_Exercise requirements_. Copy all lines below that use the word "Expect".

Content starts

use std::time::Duration;

use oficina::api::PlatformClient;
use oficina::model::profile::Role;
use oficina::service::bootstrap::SessionBootstrap;
use oficina::store::SessionCache;
use oficina_test_utils::prelude::*;

use crate::setup::{controller_for, controller_with_cached_session, fast_config};

#[tokio::test]
/// Expect an unauthenticated, non-loading state when no session was persisted
async fn test_initialize_without_session() -> Result<(), TestError> {
    let test = TestBuilder::new().build().await?;
    let controller = controller_for(&test);

    controller.bootstrap.initialize().await;

    let snapshot = controller.bootstrap.store().snapshot();
    assert!(!snapshot.loading);
    assert!(!snapshot.is_authenticated());
    assert!(snapshot.session.is_none());

    Ok(())
}

#[tokio::test]
/// Expect session, profile, and tenant to load when the persisted session validates
async fn test_initialize_with_valid_session() -> Result<(), TestError> {
    let test = TestBuilder::new()
        .with_user_endpoint(1)
        .with_profile("manager", 1)
        .with_tenant(1)
        .build()
        .await?;
    let controller = controller_with_cached_session(&test);

    controller.bootstrap.initialize().await;

    let snapshot = controller.bootstrap.store().snapshot();
    assert!(!snapshot.loading);
    assert!(snapshot.is_authenticated());
    assert!(!snapshot.degraded);

    let profile = snapshot.profile.unwrap();
    assert_eq!(profile.role, Role::Manager);
    assert_eq!(profile.name, "Ana Souza");

    let tenant = snapshot.tenant.unwrap();
    assert_eq!(tenant.name, "Assistec Ilhabela");

    test.assert_mocks();

    Ok(())
}

#[tokio::test]
/// Expect initialize to leave the loading state within the configured bound even
/// when the session endpoint never responds
async fn test_initialize_forces_loading_complete_on_stall() {
    // A bound-but-never-accepted listener: connections open, responses never come.
    let listener = std::net::TcpListener::bind("127.0.0.1:0").unwrap();
    let base_url = format!("http://{}", listener.local_addr().unwrap());

    let client = PlatformClient::new(base_url, TEST_API_KEY).unwrap();
    let cache = std::sync::Arc::new(oficina::store::MemorySessionCache::default());
    cache.save(&oficina::store::PersistedAuth {
        session: crate::setup::test_session(),
        saved_at: chrono::Utc::now(),
    });

    let mut config = fast_config();
    config.init_timeout_ms = 200;

    let (bootstrap, _events) = SessionBootstrap::new(
        client,
        cache as std::sync::Arc<dyn oficina::store::SessionCache>,
        config,
    );

    let bounded = tokio::time::timeout(Duration::from_secs(5), bootstrap.initialize()).await;

    assert!(bounded.is_ok(), "initialize() must not hang");
    let snapshot = bootstrap.store().snapshot();
    assert!(!snapshot.loading);
    assert!(!snapshot.is_authenticated());
}

#[tokio::test]
/// Expect a transient validation failure to come up unauthenticated while keeping
/// the persisted session for the next launch
async fn test_initialize_transient_failure_keeps_persisted_session(
) -> Result<(), TestError> {
    let test = TestBuilder::new()
        .with_failing_user_endpoint(500, 1)
        .build()
        .await?;
    let controller = controller_with_cached_session(&test);

    controller.bootstrap.initialize().await;

    let snapshot = controller.bootstrap.store().snapshot();
    assert!(!snapshot.loading);
    assert!(!snapshot.is_authenticated());
    // The hint survives: a flaky network must not look like a sign-out.
    assert!(controller.cache.load().is_some());

    test.assert_mocks();

    Ok(())
}

#[tokio::test]
/// Expect a provider-rejected session (and failed refresh) to clear the persisted hint
async fn test_initialize_rejected_session_clears_cache() -> Result<(), TestError> {
    let test = TestBuilder::new()
        .with_failing_user_endpoint(401, 1)
        .with_failing_refresh(1)
        .build()
        .await?;
    let controller = controller_with_cached_session(&test);

    controller.bootstrap.initialize().await;

    let snapshot = controller.bootstrap.store().snapshot();
    assert!(!snapshot.is_authenticated());
    assert!(controller.cache.load().is_none());

    test.assert_mocks();

    Ok(())
}
use std::sync::Arc;

use oficina::api::health::Connectivity;
use oficina::model::profile::Role;
use oficina::service::gate::{
    AccessRequirement, GateConfig, GateDecision, ProtectedGate, RedirectGuard, RedirectTarget,
};
use oficina_test_utils::prelude::*;

use crate::setup::controller_with_cached_session;

#[tokio::test]
/// Expect a gate over a live bootstrap to redirect to access-denied when the
/// fetched role is below the requirement, and to authorize a matching one
async fn test_gate_against_bootstrapped_state() -> Result<(), TestError> {
    let test = TestBuilder::new()
        .with_user_endpoint(1)
        .with_profile("technician", 1)
        .with_tenant(1)
        .build()
        .await?;
    let controller = controller_with_cached_session(&test);

    controller.bootstrap.initialize().await;
    let snapshot = controller.bootstrap.store().snapshot();

    let guard = Arc::new(RedirectGuard::new(GateConfig::default()));

    let mut admin_gate = ProtectedGate::new(AccessRequirement::role(Role::Admin), guard.clone());
    assert_eq!(
        admin_gate.evaluate(&snapshot, Connectivity::Online),
        GateDecision::Redirect(RedirectTarget::AccessDenied)
    );

    let mut technician_gate =
        ProtectedGate::new(AccessRequirement::role(Role::Technician), guard.clone());
    assert_eq!(
        technician_gate.evaluate(&snapshot, Connectivity::Online),
        GateDecision::RenderChildren
    );

    Ok(())
}

#[tokio::test]
/// Expect gates to show loading, not redirect, before the bootstrap finishes
async fn test_gate_waits_for_bootstrap() -> Result<(), TestError> {
    let test = TestBuilder::new().build().await?;
    let controller = controller_with_cached_session(&test);

    // Evaluated before initialize(): the snapshot still reports loading.
    let snapshot = controller.bootstrap.store().snapshot();
    let guard = Arc::new(RedirectGuard::new(GateConfig::default()));
    let mut gate = ProtectedGate::new(AccessRequirement::level(1), guard);

    assert_eq!(
        gate.evaluate(&snapshot, Connectivity::Online),
        GateDecision::ShowLoading
    );

    Ok(())
}
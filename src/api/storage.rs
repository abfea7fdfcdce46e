//! Object storage endpoints for avatars and catalog images.

use crate::api::{check_response, PlatformClient};
use crate::error::Error;

pub struct StorageApi<'a> {
    client: &'a PlatformClient,
}

impl<'a> StorageApi<'a> {
    pub(crate) fn new(client: &'a PlatformClient) -> Self {
        Self { client }
    }

    /// Public URL of an object; stable and derivable without a request.
    pub fn public_url(&self, bucket: &str, path: &str) -> String {
        self.client
            .endpoint(&format!("/storage/v1/object/public/{bucket}/{path}"))
    }

    /// Upload an object, replacing any existing one, and return its public URL.
    pub async fn upload(
        &self,
        access_token: &str,
        bucket: &str,
        path: &str,
        bytes: Vec<u8>,
        content_type: &str,
    ) -> Result<String, Error> {
        let endpoint = format!("/storage/v1/object/{bucket}/{path}");
        let url = self.client.endpoint(&endpoint);

        let response = self
            .client
            .http()
            .post(&url)
            .header("apikey", self.client.api_key())
            .header("content-type", content_type)
            .header("x-upsert", "true")
            .bearer_auth(access_token)
            .body(bytes)
            .send()
            .await?;

        check_response(&endpoint, response).await?;

        Ok(self.public_url(bucket, path))
    }

    /// Download a public object.
    pub async fn download(&self, bucket: &str, path: &str) -> Result<Vec<u8>, Error> {
        let endpoint = format!("/storage/v1/object/public/{bucket}/{path}");
        let url = self.client.endpoint(&endpoint);

        let response = self.client.http().get(&url).send().await?;
        let response = check_response(&endpoint, response).await?;

        Ok(response.bytes().await?.to_vec())
    }
}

Content ends

_Result below_.
/// Expect an unauthenticated, non-loading state when no session was persisted
/// Expect session, profile, and tenant to load when the persisted session validates
/// Expect initialize to leave the loading state within the configured bound even
/// Expect a transient validation failure to come up unauthenticated while keeping
/// Expect a provider-rejected session (and failed refresh) to clear the persisted hint
/// Expect a gate over a live bootstrap to redirect to access-denied when the
/// Expect gates to show loading, not redirect, before the bootstrap finishes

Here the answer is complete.